From a more theoretical perspective, if we observe through a
layer of Kolmogorov turbulence of thickness L_0 that creates
seeing disk of width FWHM and is moving at velocity v and we
observe at wavelength lambda for a time t_exp, the
1-sigma limit on astrometric precision is
\begin{equation}
\sigma_x \simeq 0''.16 \left({{\rm FWHM} \over 0''.6}\right)^{5/6}
\left({L_{\rm o} \over 20 {\rm m}}\right)^{1/3}
\left({v \over 10 {\rm m/s}}\right)^{-1/2}
\left({\lambda \over 5 \times 10^{-7} {\rm m}}\right)^{1/6}
\left({t_{\rm exp} \over 1 {\rm s}}\right)^{-1/2}.
\end{equation}
These deflections have an angular coherence scale
\begin{equation}
\theta \simeq L_{\rm o} / H \simeq 12' {L_{\rm o} \over 20 {\rm m}}
{5 {\rm km} \over H}
\end{equation}
where $H$ is the altitude of the layer and a temporal
coherence scale
\begin{equation}
\tau \simeq {L_{\rm o} \over v} = 2 {\rm s} \left({L_{\rm o} \over 20 {\rm
m}}\r
ight)
\left({v \over 10 {\rm m/s}}\right)^{-1}.
\end{equation}
Features of this:
a) Quite sensitive to (poorly known) layer thickness. We can try
to pin this down using Dave's empirical numbers. This factor
is likely to be quite dependent on site.
b) independent of telescope size (assumes outer scale L_0 > D),
though an array of N telescopes does better, as you can get N
times the integration time t_exp.
c) The deflection field is highly spatially coherent. If one does
an astrometry dedicated pre-survey then the appropriate
t_exp is the total time spent on each patch of sky during the
pre-survey.
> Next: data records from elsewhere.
//! Internal representations shared by every extensions version
use std::collections::BTreeMap;

use k8s_openapi::{
    api::core::v1::PodTemplateSpec,
    apimachinery::pkg::{
        apis::meta::v1::{LabelSelector, ObjectMeta, Time},
        util::intstr::IntOrString,
    },
};
use serde::{Deserialize, Serialize};

use super::selects;

/// DaemonSet runs one copy of a pod on every eligible node
#[derive(Deserialize, Serialize, Clone, Debug, PartialEq)]
#[serde(rename_all = "camelCase")]
pub struct DaemonSet {
    /// Standard object metadata
    pub metadata: ObjectMeta,
    /// Desired behaviour
    pub spec: DaemonSetSpec,
    /// Most recently observed status
    #[serde(default, skip_serializing_if = "Option::is_none")]
    pub status: Option<DaemonSetStatus>,
}

/// Desired behaviour of a [`DaemonSet`]
#[derive(Deserialize, Serialize, Clone, Debug, PartialEq)]
#[serde(rename_all = "camelCase")]
pub struct DaemonSetSpec {
    /// Query over the pods the daemon set manages
    #[serde(default, skip_serializing_if = "Option::is_none")]
    pub selector: Option<LabelSelector>,
    /// Pod template to run on each node
    #[serde(default, skip_serializing_if = "Option::is_none")]
    pub template: Option<PodTemplateSpec>,
    /// How existing pods are replaced
    pub update_strategy: DaemonSetUpdateStrategy,
    /// Label key distinguishing pods of different template revisions
    #[serde(default, skip_serializing_if = "Option::is_none")]
    pub unique_label_key: Option<String>,
}

impl DaemonSetSpec {
    /// Whether this daemon set manages a pod labelled `labels`
    pub fn selects(&self, labels: &BTreeMap<String, String>) -> bool {
        selects(self.selector.as_ref(), labels)
    }
}

/// Replacement strategy of a [`DaemonSet`]
#[derive(Deserialize, Serialize, Clone, Debug, PartialEq)]
#[serde(tag = "type")]
pub enum DaemonSetUpdateStrategy {
    /// Replace old pods incrementally
    RollingUpdate(RollingUpdateDaemonSet),
    /// Replace old pods only once they are deleted
    OnDelete {
        /// Rolling update parameters written next to this strategy
        #[serde(default, rename = "rollingUpdate", skip_serializing_if = "Option::is_none")]
        rolling_update: Option<UnusedRollingUpdate>,
    },
    /// A strategy type without built-in behaviour, carried as written
    Other {
        /// The strategy type
        name: String,
        /// Rolling update parameters written next to this strategy
        #[serde(default, rename = "rollingUpdate", skip_serializing_if = "Option::is_none")]
        rolling_update: Option<UnusedRollingUpdate>,
    },
}

/// Parameters of a rolling daemon set update
#[derive(Deserialize, Serialize, Clone, Debug, PartialEq)]
#[serde(rename_all = "camelCase")]
pub struct RollingUpdateDaemonSet {
    /// Pods that may be unavailable during the update, absolute or a percentage
    pub max_unavailable: IntOrString,
}

/// Observed state of a [`DaemonSet`]
#[derive(Deserialize, Serialize, Clone, Debug, Default, PartialEq, Eq)]
#[serde(rename_all = "camelCase")]
pub struct DaemonSetStatus {
    /// Nodes running at least one daemon pod that should run it
    pub current_number_scheduled: i32,
    /// Nodes running a daemon pod that should not run it
    pub number_misscheduled: i32,
    /// Nodes that should run the daemon pod
    pub desired_number_scheduled: i32,
}

/// Deployment declares updates for pods and replica sets
#[derive(Deserialize, Serialize, Clone, Debug, PartialEq)]
#[serde(rename_all = "camelCase")]
pub struct Deployment {
    /// Standard object metadata
    pub metadata: ObjectMeta,
    /// Desired behaviour
    pub spec: DeploymentSpec,
    /// Most recently observed status
    #[serde(default, skip_serializing_if = "Option::is_none")]
    pub status: Option<DeploymentStatus>,
}

/// Desired behaviour of a [`Deployment`]
#[derive(Deserialize, Serialize, Clone, Debug, PartialEq)]
#[serde(rename_all = "camelCase")]
pub struct DeploymentSpec {
    /// Number of desired pods
    pub replicas: i32,
    /// Query over the pods the deployment manages
    #[serde(default, skip_serializing_if = "Option::is_none")]
    pub selector: Option<LabelSelector>,
    /// Pod template
    pub template: PodTemplateSpec,
    /// How existing pods are replaced
    pub strategy: DeploymentStrategy,
    /// Seconds a new pod must be ready before it counts as available
    pub min_ready_seconds: i32,
    /// Old replica sets to retain for rollback
    #[serde(default, skip_serializing_if = "Option::is_none")]
    pub revision_history_limit: Option<i32>,
    /// Whether the deployment is paused
    pub paused: bool,
    /// A requested rollback, cleared once it is performed
    #[serde(default, skip_serializing_if = "Option::is_none")]
    pub rollback_to: Option<RollbackConfig>,
    /// Label key distinguishing pods of different template revisions
    #[serde(default, skip_serializing_if = "Option::is_none")]
    pub unique_label_key: Option<String>,
}

impl DeploymentSpec {
    /// Whether this deployment manages a pod labelled `labels`
    pub fn selects(&self, labels: &BTreeMap<String, String>) -> bool {
        selects(self.selector.as_ref(), labels)
    }
}

/// Replacement strategy of a [`Deployment`]
#[derive(Deserialize, Serialize, Clone, Debug, PartialEq)]
#[serde(tag = "type")]
pub enum DeploymentStrategy {
    /// Kill all existing pods before creating new ones
    Recreate {
        /// Rolling update parameters written next to this strategy
        #[serde(default, rename = "rollingUpdate", skip_serializing_if = "Option::is_none")]
        rolling_update: Option<UnusedRollingUpdate>,
    },
    /// Replace old pods incrementally
    RollingUpdate(RollingUpdateDeployment),
    /// A strategy type without built-in behaviour, carried as written
    Other {
        /// The strategy type
        name: String,
        /// Rolling update parameters written next to this strategy
        #[serde(default, rename = "rollingUpdate", skip_serializing_if = "Option::is_none")]
        rolling_update: Option<UnusedRollingUpdate>,
    },
}

/// Parameters of a rolling deployment update
#[derive(Deserialize, Serialize, Clone, Debug, PartialEq)]
#[serde(rename_all = "camelCase")]
pub struct RollingUpdateDeployment {
    /// Pods that may be unavailable during the update, absolute or a percentage
    pub max_unavailable: IntOrString,
    /// Pods that may be created above the desired count, absolute or a percentage
    pub max_surge: IntOrString,
}

/// Rolling update parameters kept verbatim for a strategy that does not read them
#[derive(Deserialize, Serialize, Clone, Debug, Default, PartialEq)]
#[serde(rename_all = "camelCase")]
pub struct UnusedRollingUpdate {
    /// Pods that may be unavailable during an update
    #[serde(default, skip_serializing_if = "Option::is_none")]
    pub max_unavailable: Option<IntOrString>,
    /// Pods that may be created above the desired count
    #[serde(default, skip_serializing_if = "Option::is_none")]
    pub max_surge: Option<IntOrString>,
}

/// Revision to roll a [`Deployment`] back to
#[derive(Deserialize, Serialize, Clone, Debug, Default, PartialEq, Eq)]
#[serde(rename_all = "camelCase")]
pub struct RollbackConfig {
    /// The revision; 0 means the last one
    pub revision: i64,
}

/// Observed state of a [`Deployment`]
#[derive(Deserialize, Serialize, Clone, Debug, Default, PartialEq, Eq)]
#[serde(rename_all = "camelCase")]
pub struct DeploymentStatus {
    /// Generation observed by the controller
    pub observed_generation: i64,
    /// Pods targeted by the deployment
    pub replicas: i32,
    /// Pods running the latest template
    pub updated_replicas: i32,
    /// Pods available for at least `minReadySeconds`
    pub available_replicas: i32,
    /// Pods still needed for full capacity
    pub unavailable_replicas: i32,
}

/// Job runs pods to completion
#[derive(Deserialize, Serialize, Clone, Debug, PartialEq)]
#[serde(rename_all = "camelCase")]
pub struct Job {
    /// Standard object metadata
    pub metadata: ObjectMeta,
    /// Desired behaviour
    pub spec: JobSpec,
    /// Most recently observed status
    #[serde(default, skip_serializing_if = "Option::is_none")]
    pub status: Option<JobStatus>,
}

/// Desired behaviour of a [`Job`]
#[derive(Deserialize, Serialize, Clone, Debug, PartialEq)]
#[serde(rename_all = "camelCase")]
pub struct JobSpec {
    /// Pods running at any instant
    pub parallelism: i32,
    /// Successful pods needed to finish the job
    pub completions: i32,
    /// Seconds the job may stay active before it is terminated
    #[serde(default, skip_serializing_if = "Option::is_none")]
    pub active_deadline_seconds: Option<i64>,
    /// Query over the pods the job manages
    #[serde(default, skip_serializing_if = "Option::is_none")]
    pub selector: Option<LabelSelector>,
    /// Pod template
    pub template: PodTemplateSpec,
}

impl JobSpec {
    /// Whether this job manages a pod labelled `labels`
    pub fn selects(&self, labels: &BTreeMap<String, String>) -> bool {
        selects(self.selector.as_ref(), labels)
    }
}

/// Observed state of a [`Job`]
#[derive(Deserialize, Serialize, Clone, Debug, Default, PartialEq)]
#[serde(rename_all = "camelCase")]
pub struct JobStatus {
    /// Latest observations of the job's state
    #[serde(default, skip_serializing_if = "Vec::is_empty")]
    pub conditions: Vec<JobCondition>,
    /// When the job was acknowledged by the controller
    #[serde(default, skip_serializing_if = "Option::is_none")]
    pub start_time: Option<Time>,
    /// When the job finished
    #[serde(default, skip_serializing_if = "Option::is_none")]
    pub completion_time: Option<Time>,
    /// Pods actively running
    pub active: i32,
    /// Pods that reached phase Succeeded
    pub succeeded: i32,
    /// Pods that reached phase Failed
    pub failed: i32,
}

/// One observation of a [`Job`]'s state
#[derive(Deserialize, Serialize, Clone, Debug, PartialEq)]
#[serde(rename_all = "camelCase")]
pub struct JobCondition {
    /// Condition type, `Complete` or `Failed`
    #[serde(rename = "type")]
    pub type_: String,
    /// `True`, `False` or `Unknown`
    pub status: String,
    #[serde(default, skip_serializing_if = "Option::is_none")]
    /// When the condition was last probed
    pub last_probe_time: Option<Time>,
    #[serde(default, skip_serializing_if = "Option::is_none")]
    /// When the condition last changed status
    pub last_transition_time: Option<Time>,
    #[serde(default, skip_serializing_if = "Option::is_none")]
    /// Machine-readable reason for the last transition
    pub reason: Option<String>,
    #[serde(default, skip_serializing_if = "Option::is_none")]
    /// Human-readable details of the last transition
    pub message: Option<String>,
}

/// ReplicaSet keeps a number of identical pods running
#[derive(Deserialize, Serialize, Clone, Debug, PartialEq)]
#[serde(rename_all = "camelCase")]
pub struct ReplicaSet {
    /// Standard object metadata
    pub metadata: ObjectMeta,
    /// Desired behaviour
    pub spec: ReplicaSetSpec,
    /// Most recently observed status
    #[serde(default, skip_serializing_if = "Option::is_none")]
    pub status: Option<ReplicaSetStatus>,
}

/// Desired behaviour of a [`ReplicaSet`]
#[derive(Deserialize, Serialize, Clone, Debug, PartialEq)]
#[serde(rename_all = "camelCase")]
pub struct ReplicaSetSpec {
    /// Number of desired pods
    pub replicas: i32,
    /// Query over the pods the replica set manages
    #[serde(default, skip_serializing_if = "Option::is_none")]
    pub selector: Option<LabelSelector>,
    /// Pod template
    #[serde(default, skip_serializing_if = "Option::is_none")]
    pub template: Option<PodTemplateSpec>,
}

impl ReplicaSetSpec {
    /// Whether this replica set manages a pod labelled `labels`
    pub fn selects(&self, labels: &BTreeMap<String, String>) -> bool {
        selects(self.selector.as_ref(), labels)
    }
}

/// Observed state of a [`ReplicaSet`]
#[derive(Deserialize, Serialize, Clone, Debug, Default, PartialEq, Eq)]
#[serde(rename_all = "camelCase")]
pub struct ReplicaSetStatus {
    /// Most recently observed number of pods
    pub replicas: i32,
    /// Pods whose labels match the template labels
    pub fully_labeled_replicas: i32,
    /// Generation observed by the controller
    pub observed_generation: i64,
}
Once a set of standards are established, the
deflections in a later short exposure will be taken out (provided
the model of the detector is sufficiently flexible --- "Jello
detector model").
d) This is all systematic, of course, the random errors are
sigma_x = sqrt(2) FWHM / (2.35 nu) \simeq 70mas (5/nu)
where nu is the significance of the detection.